Material provided:

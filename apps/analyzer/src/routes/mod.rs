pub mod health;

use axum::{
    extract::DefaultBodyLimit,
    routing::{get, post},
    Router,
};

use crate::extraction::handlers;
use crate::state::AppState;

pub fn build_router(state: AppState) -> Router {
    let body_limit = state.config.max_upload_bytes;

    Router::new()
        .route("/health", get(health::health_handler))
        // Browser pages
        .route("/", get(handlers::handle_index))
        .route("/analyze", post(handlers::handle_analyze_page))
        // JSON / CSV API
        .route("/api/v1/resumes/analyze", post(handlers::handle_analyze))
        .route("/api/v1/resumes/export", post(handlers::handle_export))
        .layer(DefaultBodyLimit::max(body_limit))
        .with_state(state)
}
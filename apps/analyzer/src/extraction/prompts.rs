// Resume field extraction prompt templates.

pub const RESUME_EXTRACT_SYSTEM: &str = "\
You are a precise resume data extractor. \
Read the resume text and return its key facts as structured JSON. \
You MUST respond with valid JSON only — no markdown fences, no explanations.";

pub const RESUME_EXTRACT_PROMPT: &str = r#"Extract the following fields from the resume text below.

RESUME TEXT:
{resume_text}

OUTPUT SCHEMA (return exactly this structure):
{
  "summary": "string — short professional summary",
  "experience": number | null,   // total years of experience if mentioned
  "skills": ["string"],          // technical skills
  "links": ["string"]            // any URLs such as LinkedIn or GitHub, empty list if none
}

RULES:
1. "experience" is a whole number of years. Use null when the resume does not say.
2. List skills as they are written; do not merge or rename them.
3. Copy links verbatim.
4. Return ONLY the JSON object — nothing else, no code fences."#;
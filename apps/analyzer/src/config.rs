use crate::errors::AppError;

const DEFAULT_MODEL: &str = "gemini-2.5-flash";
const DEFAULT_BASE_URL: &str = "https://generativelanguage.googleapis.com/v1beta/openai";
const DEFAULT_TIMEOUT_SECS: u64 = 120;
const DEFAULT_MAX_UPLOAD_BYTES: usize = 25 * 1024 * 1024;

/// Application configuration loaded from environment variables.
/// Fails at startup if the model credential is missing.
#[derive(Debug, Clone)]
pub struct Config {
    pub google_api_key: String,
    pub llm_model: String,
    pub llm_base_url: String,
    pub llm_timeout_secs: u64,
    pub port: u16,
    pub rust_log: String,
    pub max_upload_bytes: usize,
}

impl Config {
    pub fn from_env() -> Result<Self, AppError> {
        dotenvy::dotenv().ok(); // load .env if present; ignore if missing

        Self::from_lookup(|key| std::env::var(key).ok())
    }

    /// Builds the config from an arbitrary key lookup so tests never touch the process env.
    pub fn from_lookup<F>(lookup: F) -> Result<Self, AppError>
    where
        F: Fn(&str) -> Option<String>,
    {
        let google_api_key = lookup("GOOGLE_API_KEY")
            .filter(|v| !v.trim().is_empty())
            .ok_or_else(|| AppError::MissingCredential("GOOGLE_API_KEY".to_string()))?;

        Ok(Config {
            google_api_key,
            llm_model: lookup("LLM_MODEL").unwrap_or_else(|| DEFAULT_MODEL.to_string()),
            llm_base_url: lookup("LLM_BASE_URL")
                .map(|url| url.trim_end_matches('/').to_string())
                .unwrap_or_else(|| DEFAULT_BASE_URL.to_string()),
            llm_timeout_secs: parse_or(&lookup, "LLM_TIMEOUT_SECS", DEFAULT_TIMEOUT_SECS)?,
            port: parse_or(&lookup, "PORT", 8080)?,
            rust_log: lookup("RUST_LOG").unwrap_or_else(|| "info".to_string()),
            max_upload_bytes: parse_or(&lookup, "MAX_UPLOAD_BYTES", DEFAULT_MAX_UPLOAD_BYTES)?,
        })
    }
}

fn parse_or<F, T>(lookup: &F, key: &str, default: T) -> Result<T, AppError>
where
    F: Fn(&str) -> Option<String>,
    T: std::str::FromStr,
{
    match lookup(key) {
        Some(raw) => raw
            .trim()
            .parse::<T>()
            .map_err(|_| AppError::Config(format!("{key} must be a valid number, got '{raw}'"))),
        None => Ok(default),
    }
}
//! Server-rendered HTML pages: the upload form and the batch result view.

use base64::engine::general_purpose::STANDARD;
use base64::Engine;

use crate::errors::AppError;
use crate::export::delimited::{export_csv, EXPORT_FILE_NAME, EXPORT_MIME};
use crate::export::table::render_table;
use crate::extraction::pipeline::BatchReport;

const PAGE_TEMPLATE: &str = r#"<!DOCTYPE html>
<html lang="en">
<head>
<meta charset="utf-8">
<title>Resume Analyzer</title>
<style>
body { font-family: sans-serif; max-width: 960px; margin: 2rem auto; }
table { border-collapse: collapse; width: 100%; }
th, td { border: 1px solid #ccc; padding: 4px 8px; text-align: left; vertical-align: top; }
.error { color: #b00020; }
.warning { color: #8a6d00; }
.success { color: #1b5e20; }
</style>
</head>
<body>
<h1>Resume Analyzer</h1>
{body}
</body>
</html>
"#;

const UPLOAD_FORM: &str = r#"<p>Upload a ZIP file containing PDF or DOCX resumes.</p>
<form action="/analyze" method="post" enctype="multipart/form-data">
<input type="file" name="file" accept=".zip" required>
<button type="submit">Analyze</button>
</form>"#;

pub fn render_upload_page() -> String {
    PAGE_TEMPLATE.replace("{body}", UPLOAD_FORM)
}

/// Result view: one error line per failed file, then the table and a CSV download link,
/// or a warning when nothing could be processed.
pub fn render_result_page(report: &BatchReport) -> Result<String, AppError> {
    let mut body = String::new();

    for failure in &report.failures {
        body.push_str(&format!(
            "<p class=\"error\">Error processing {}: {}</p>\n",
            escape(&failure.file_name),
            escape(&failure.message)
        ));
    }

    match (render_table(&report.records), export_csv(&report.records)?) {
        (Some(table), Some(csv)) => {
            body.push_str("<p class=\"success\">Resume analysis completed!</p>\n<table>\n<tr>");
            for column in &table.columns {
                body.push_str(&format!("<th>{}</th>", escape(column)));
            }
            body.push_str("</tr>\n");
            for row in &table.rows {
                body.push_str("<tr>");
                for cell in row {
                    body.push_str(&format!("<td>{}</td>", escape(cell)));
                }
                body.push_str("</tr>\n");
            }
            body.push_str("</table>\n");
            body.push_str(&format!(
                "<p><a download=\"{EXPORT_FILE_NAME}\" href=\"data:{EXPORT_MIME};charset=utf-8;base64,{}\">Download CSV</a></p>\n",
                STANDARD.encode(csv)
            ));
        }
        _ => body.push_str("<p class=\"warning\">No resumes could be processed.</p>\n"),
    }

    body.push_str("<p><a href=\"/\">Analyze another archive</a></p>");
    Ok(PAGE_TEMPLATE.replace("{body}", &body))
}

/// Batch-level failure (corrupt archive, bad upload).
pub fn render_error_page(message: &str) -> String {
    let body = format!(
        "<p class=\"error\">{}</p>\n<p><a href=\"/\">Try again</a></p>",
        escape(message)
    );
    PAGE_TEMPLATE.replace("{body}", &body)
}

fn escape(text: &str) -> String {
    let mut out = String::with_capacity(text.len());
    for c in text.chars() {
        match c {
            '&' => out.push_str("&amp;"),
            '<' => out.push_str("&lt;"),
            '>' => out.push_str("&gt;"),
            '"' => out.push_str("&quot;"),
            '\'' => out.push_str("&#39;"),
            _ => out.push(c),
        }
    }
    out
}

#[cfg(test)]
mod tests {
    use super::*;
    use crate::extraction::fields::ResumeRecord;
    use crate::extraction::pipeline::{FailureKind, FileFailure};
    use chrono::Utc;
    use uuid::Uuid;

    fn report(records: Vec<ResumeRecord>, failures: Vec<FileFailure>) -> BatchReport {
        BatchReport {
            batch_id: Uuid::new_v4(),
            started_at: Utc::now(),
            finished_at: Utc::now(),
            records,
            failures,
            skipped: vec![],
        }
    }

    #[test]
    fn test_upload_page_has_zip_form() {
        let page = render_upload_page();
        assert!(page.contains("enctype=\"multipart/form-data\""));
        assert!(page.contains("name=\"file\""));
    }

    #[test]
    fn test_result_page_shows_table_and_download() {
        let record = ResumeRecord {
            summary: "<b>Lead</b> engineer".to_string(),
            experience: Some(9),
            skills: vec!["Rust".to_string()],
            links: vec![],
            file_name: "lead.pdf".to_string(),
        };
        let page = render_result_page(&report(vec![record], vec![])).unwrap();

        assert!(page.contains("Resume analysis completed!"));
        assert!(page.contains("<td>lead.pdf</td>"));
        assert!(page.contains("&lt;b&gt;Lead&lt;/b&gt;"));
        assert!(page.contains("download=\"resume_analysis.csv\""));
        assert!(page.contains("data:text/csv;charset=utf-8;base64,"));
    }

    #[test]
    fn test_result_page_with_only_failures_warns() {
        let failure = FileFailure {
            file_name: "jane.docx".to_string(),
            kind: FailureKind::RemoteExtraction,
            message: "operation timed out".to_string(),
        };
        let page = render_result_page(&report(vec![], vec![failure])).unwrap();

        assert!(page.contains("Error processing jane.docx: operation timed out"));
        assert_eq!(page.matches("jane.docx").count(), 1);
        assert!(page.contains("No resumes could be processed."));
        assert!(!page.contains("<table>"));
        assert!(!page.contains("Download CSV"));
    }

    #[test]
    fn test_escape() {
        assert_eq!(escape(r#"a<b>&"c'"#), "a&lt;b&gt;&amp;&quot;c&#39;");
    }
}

What to work on:
The word is "summary". Copy every line above where it appears.

Result:
  "summary": "string — short professional summary",
            summary: "<b>Lead</b> engineer".to_string(),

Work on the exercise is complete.